- DIRECTIONS FOR THIS TASK -
Could you copy every entry exactly, with nothing changed?

(Stored entries)
╭──
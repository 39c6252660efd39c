//! Request normalizer
//!
//! Turns a raw payload into a list of [`Request`]s. Three shapes are
//! accepted:
//!
//! - a flat object carrying an `action` member
//! - a keyed object `{"<action id>": {...}}` with a single member
//! - an array of either, which marks every request as part of a batch
//!
//! Envelope validation is all-or-nothing: one malformed element rejects the
//! whole payload before any request is dispatched.

use serde_json::{Map, Value};

use super::error::RequestParseError;
use super::object::{Request, RequestId};

/// Envelope members that never name an action in the keyed form.
const RESERVED_MEMBERS: [&str; 3] = ["action", "id", "params"];

/// Parse a textual payload.
pub fn parse(payload: &str) -> Result<Vec<Request>, RequestParseError> {
    let value: Value =
        serde_json::from_str(payload).map_err(|err| RequestParseError::Syntax(err.to_string()))?;
    parse_value(value)
}

/// Normalize an already decoded payload.
pub fn parse_value(payload: Value) -> Result<Vec<Request>, RequestParseError> {
    match payload {
        Value::Object(envelope) => Ok(vec![parse_envelope(envelope, false)?]),
        Value::Array(elements) => elements
            .into_iter()
            .enumerate()
            .map(|(index, element)| match element {
                Value::Object(envelope) => parse_envelope(envelope, true).map_err(|err| {
                    RequestParseError::Envelope(format!("Batch element {index}: {err}"))
                }),
                _ => Err(RequestParseError::Envelope(format!(
                    "Batch element {index}: A request must be a JSON object."
                ))),
            })
            .collect(),
        _ => Err(RequestParseError::Envelope(
            "The payload must be a request object or an array of request objects.".to_string(),
        )),
    }
}

fn parse_envelope(envelope: Map<String, Value>, in_batch: bool) -> Result<Request, RequestParseError> {
    if envelope.contains_key("action") {
        return parse_flat(envelope, None, in_batch);
    }

    if envelope.len() == 1 {
        if let Some((key, Value::Object(inner))) = envelope.into_iter().next() {
            if !RESERVED_MEMBERS.contains(&key.as_str()) {
                return parse_flat(inner, Some(key), in_batch);
            }
        }
    }

    Err(RequestParseError::Envelope(
        "The request is missing the 'action' member.".to_string(),
    ))
}

fn parse_flat(
    mut envelope: Map<String, Value>,
    key: Option<String>,
    in_batch: bool,
) -> Result<Request, RequestParseError> {
    let action = match (envelope.remove("action"), key) {
        (Some(Value::String(action)), Some(key)) if action != key => {
            return Err(RequestParseError::Envelope(format!(
                "The action '{action}' does not match the envelope key '{key}'."
            )));
        }
        (Some(Value::String(action)), _) => action,
        (Some(_), _) => {
            return Err(RequestParseError::Envelope(
                "The 'action' member must be a string.".to_string(),
            ));
        }
        (None, Some(key)) => key,
        (None, None) => {
            return Err(RequestParseError::Envelope(
                "The request is missing the 'action' member.".to_string(),
            ));
        }
    };
    if action.is_empty() {
        return Err(RequestParseError::Envelope(
            "The 'action' member must not be empty.".to_string(),
        ));
    }

    let id = match envelope.remove("id") {
        None => RequestId::Notification,
        Some(id @ (Value::String(_) | Value::Number(_) | Value::Null)) => RequestId::Id(id),
        Some(_) => {
            return Err(RequestParseError::Envelope(
                "The 'id' member must be a string, a number or null.".to_string(),
            ));
        }
    };

    let params = match envelope.remove("params") {
        None | Some(Value::Null) => None,
        Some(params @ (Value::Object(_) | Value::Array(_))) => Some(params),
        Some(_) => {
            return Err(RequestParseError::Envelope(
                "The 'params' member must be an object or an array.".to_string(),
            ));
        }
    };

    Ok(Request::new(action, id, params, in_batch))
}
╰──
- ANSWER SPACE -
repository 39c6252660efd39c
//! Request normalizer
//!
//! Turns a raw payload into a list of [`Request`]s. Three shapes are
//! accepted:
//!
//! - a flat object carrying an `action` member
//! - a keyed object `{"<action id>": {...}}` with a single member
//! - an array of either, which marks every request as part of a batch
//!
//! Envelope validation is all-or-nothing: one malformed element rejects the
//! whole payload before any request is dispatched.

use serde_json::{Map, Value};

use super::error::RequestParseError;
use super::object::{Request, RequestId};

/// Envelope members that never name an action in the keyed form.
const RESERVED_MEMBERS: [&str; 3] = ["action", "id", "params"];

/// Parse a textual payload.
pub fn parse(payload: &str) -> Result<Vec<Request>, RequestParseError> {
    let value: Value =
        serde_json::from_str(payload).map_err(|err| RequestParseError::Syntax(err.to_string()))?;
    parse_value(value)
}

/// Normalize an already decoded payload.
pub fn parse_value(payload: Value) -> Result<Vec<Request>, RequestParseError> {
    match payload {
        Value::Object(envelope) => Ok(vec![parse_envelope(envelope, false)?]),
        Value::Array(elements) => elements
            .into_iter()
            .enumerate()
            .map(|(index, element)| match element {
                Value::Object(envelope) => parse_envelope(envelope, true).map_err(|err| {
                    RequestParseError::Envelope(format!("Batch element {index}: {err}"))
                }),
                _ => Err(RequestParseError::Envelope(format!(
                    "Batch element {index}: A request must be a JSON object."
                ))),
            })
            .collect(),
        _ => Err(RequestParseError::Envelope(
            "The payload must be a request object or an array of request objects.".to_string(),
        )),
    }
}

fn parse_envelope(envelope: Map<String, Value>, in_batch: bool) -> Result<Request, RequestParseError> {
    if envelope.contains_key("action") {
        return parse_flat(envelope, None, in_batch);
    }

    if envelope.len() == 1 {
        if let Some((key, Value::Object(inner))) = envelope.into_iter().next() {
            if !RESERVED_MEMBERS.contains(&key.as_str()) {
                return parse_flat(inner, Some(key), in_batch);
            }
        }
    }

    Err(RequestParseError::Envelope(
        "The request is missing the 'action' member.".to_string(),
    ))
}

fn parse_flat(
    mut envelope: Map<String, Value>,
    key: Option<String>,
    in_batch: bool,
) -> Result<Request, RequestParseError> {
    let action = match (envelope.remove("action"), key) {
        (Some(Value::String(action)), Some(key)) if action != key => {
            return Err(RequestParseError::Envelope(format!(
                "The action '{action}' does not match the envelope key '{key}'."
            )));
        }
        (Some(Value::String(action)), _) => action,
        (Some(_), _) => {
            return Err(RequestParseError::Envelope(
                "The 'action' member must be a string.".to_string(),
            ));
        }
        (None, Some(key)) => key,
        (None, None) => {
            return Err(RequestParseError::Envelope(
                "The request is missing the 'action' member.".to_string(),
            ));
        }
    };
    if action.is_empty() {
        return Err(RequestParseError::Envelope(
            "The 'action' member must not be empty.".to_string(),
        ));
    }

    let id = match envelope.remove("id") {
        None => RequestId::Notification,
        Some(id @ (Value::String(_) | Value::Number(_) | Value::Null)) => RequestId::Id(id),
        Some(_) => {
            return Err(RequestParseError::Envelope(
                "The 'id' member must be a string, a number or null.".to_string(),
            ));
        }
    };

    let params = match envelope.remove("params") {
        None | Some(Value::Null) => None,
        Some(params @ (Value::Object(_) | Value::Array(_))) => Some(params),
        Some(_) => {
            return Err(RequestParseError::Envelope(
                "The 'params' member must be an object or an array.".to_string(),
            ));
        }
    };

    Ok(Request::new(action, id, params, in_batch))
}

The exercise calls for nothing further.